Adams Challenges Mecklenburg’s FEMA Funding Cut

Washington, DC – Congresswoman Adams sent a letter to the Federal Emergency Management Agency (FEMA) on behalf of nine Mecklenburg hunger and housing organizations. The letter challenges the criteria used by FEMA that determines the allocation of their Emergency Food and Shelter Program funding (EFSP). Earlier this year, FEMA rejected Mecklenburg’s funding request. This resulted in $500,000 in cuts to vital local programing.

“Mecklenburg County has serious hunger and housing crisis and we need every resource available to address them,” said Congresswoman Adams. “For the past 21 years, charitable organizations in Mecklenburg have received FEMA’s EFSP funding. Unfortunately, this year, Mecklenburg’s funding request was denied. In response, my office coordinated an emergency meeting with the nine local groups impacted and convened a call with FEMA. Those meetings made it clear that FEMA’s funding formula fails to adequately evaluate our community’s need. Mecklenburg is a rapidly growing region experiencing an affordable housing crisis, a shifting job market, and a growing opportunity gap among residents. The current formula does not take these factors fully into consideration when determining a county’s eligibility, which is why I sent this letter. Our efforts successfully secured $135,975 to narrow this year’s gap, but it is not enough. The funding formula must be fair, and able to address the unique needs of our community, which has nearly 130,000 people living in poverty.”
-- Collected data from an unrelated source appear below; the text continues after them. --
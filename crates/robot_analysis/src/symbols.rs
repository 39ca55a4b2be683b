// ==============================================================================
// Document symbols
// ==============================================================================
//
// A nested outline: sections at the top, test cases / keywords / variables
// inside them. Selection ranges pin the name token; full ranges cover the
// whole definition.

use robot_ast::{Ast, NodeRange, SectionBody, SectionKind, StatementKind, Token};
use smol_str::SmolStr;

#[derive(Debug, Clone, Copy, PartialEq, Eq)]
pub enum SymbolKind {
    Section,
    TestCase,
    Keyword,
    Variable,
}

#[derive(Debug, Clone, PartialEq, Eq)]
pub struct DocumentSymbol {
    pub name: SmolStr,
    pub kind: SymbolKind,
    /// Full extent of the definition.
    pub range: NodeRange,
    /// The name itself, for cursor placement.
    pub selection_range: NodeRange,
    pub children: Vec<DocumentSymbol>,
}

pub fn document_symbols(ast: &Ast) -> Vec<DocumentSymbol> {
    let mut out = Vec::new();

    for section in &ast.sections {
        let header = &section.header;
        let mut children = Vec::new();
        let mut end = token_range(header);

        match &section.body {
            SectionBody::Statements(ids) => {
                for &id in ids {
                    let stmt = ast.statement(id);
                    let range = ast.statement_range(id);
                    end = widen(end, range);
                    if section.kind == SectionKind::Variables {
                        if let StatementKind::VariableDef { name, .. } = &stmt.kind {
                            let name_tok = &stmt.tokens[*name];
                            children.push(DocumentSymbol {
                                name: name_tok.value.clone(),
                                kind: SymbolKind::Variable,
                                range,
                                selection_range: token_range(name_tok),
                                children: Vec::new(),
                            });
                        }
                    }
                }
            }
            SectionBody::TestCases(cases) => {
                for case in cases {
                    let range = block_range(ast, &case.name, &case.body);
                    end = widen(end, range);
                    children.push(DocumentSymbol {
                        name: case.name.value.clone(),
                        kind: SymbolKind::TestCase,
                        range,
                        selection_range: token_range(&case.name),
                        children: Vec::new(),
                    });
                }
            }
            SectionBody::Keywords(defs) => {
                for def in defs {
                    let range = block_range(ast, &def.name, &def.body);
                    end = widen(end, range);
                    children.push(DocumentSymbol {
                        name: def.name.value.clone(),
                        kind: SymbolKind::Keyword,
                        range,
                        selection_range: token_range(&def.name),
                        children: Vec::new(),
                    });
                }
            }
        }

        out.push(DocumentSymbol {
            name: header.value.clone(),
            kind: SymbolKind::Section,
            range: end,
            selection_range: token_range(header),
            children,
        });
    }

    out
}

fn token_range(token: &Token) -> NodeRange {
    NodeRange {
        start_line: token.line,
        start_col: token.col,
        end_line: token.line,
        end_col: token.end_col,
    }
}

fn block_range(ast: &Ast, name: &Token, body: &[robot_ast::StatementId]) -> NodeRange {
    let mut range = token_range(name);
    for &id in body {
        range = widen(range, ast.statement_range(id));
    }
    range
}

fn widen(mut range: NodeRange, other: NodeRange) -> NodeRange {
    if (other.end_line, other.end_col) > (range.end_line, range.end_col) {
        range.end_line = other.end_line;
        range.end_col = other.end_col;
    }
    range
}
“Losing $500,000 in EFSP funding will have a tremendous impact on our county,” said Randall Hitt, Director of Philanthropy for the Men’s Shelter of Charlotte. “Consider that, right now, these funds are directly helping 129,224 disadvantaged adults and children living in our district. These are the individuals and families who can least afford a cut in basic services like food, shelter, and housing.”

“After finding out Mecklenburg County would not receive funding from the Emergency Food and Shelter National Board this year, we began working with our agency partners and Congresswoman Alma Adams to identify other funding sources,” said Sean Garrett, Executive Director of United Way of Central Carolinas. “We’ve secured $135,975 in funding from the state, and we continue to work with our partners and Congresswoman Adams to apply for unclaimed funds at the federal level.”

Emergency Food and Shelter Program (EFSP) funds are used by Mecklenburg organizations to provide rental, food, and utility assistance. There are nine organizations that have been impacted: Loaves and Fishes, Men's Shelter of Charlotte, The Relatives, Safe Alliance’s Clyde and Ethel Dickson Domestic Violence Shelter, Salvation Army's Center of Hope, Second Harvest Food Bank of Metrolina, Urban Ministry Center and With Friends and Crisis Assistance Ministry.

The process for determining the County’s eligibility has not changed. Eligibility criteria includes. the considerations: poverty, unemployment, and unemployment within a municipality. However, the unemployment rate, has been reduced significantly. Previously, the high unemployment rate has made the county eligible for funding. When a county is not deemed eligible, The National Board for the Emergency Food and Shelter Program then looks at the city level data from the Bureau of Labor Statistics.

In this case, Mecklenburg County has actually never been eligible, based on the county level data. Therefore, the cut in funding is due to a change in city level data, which does not take into account disparities among individual communities.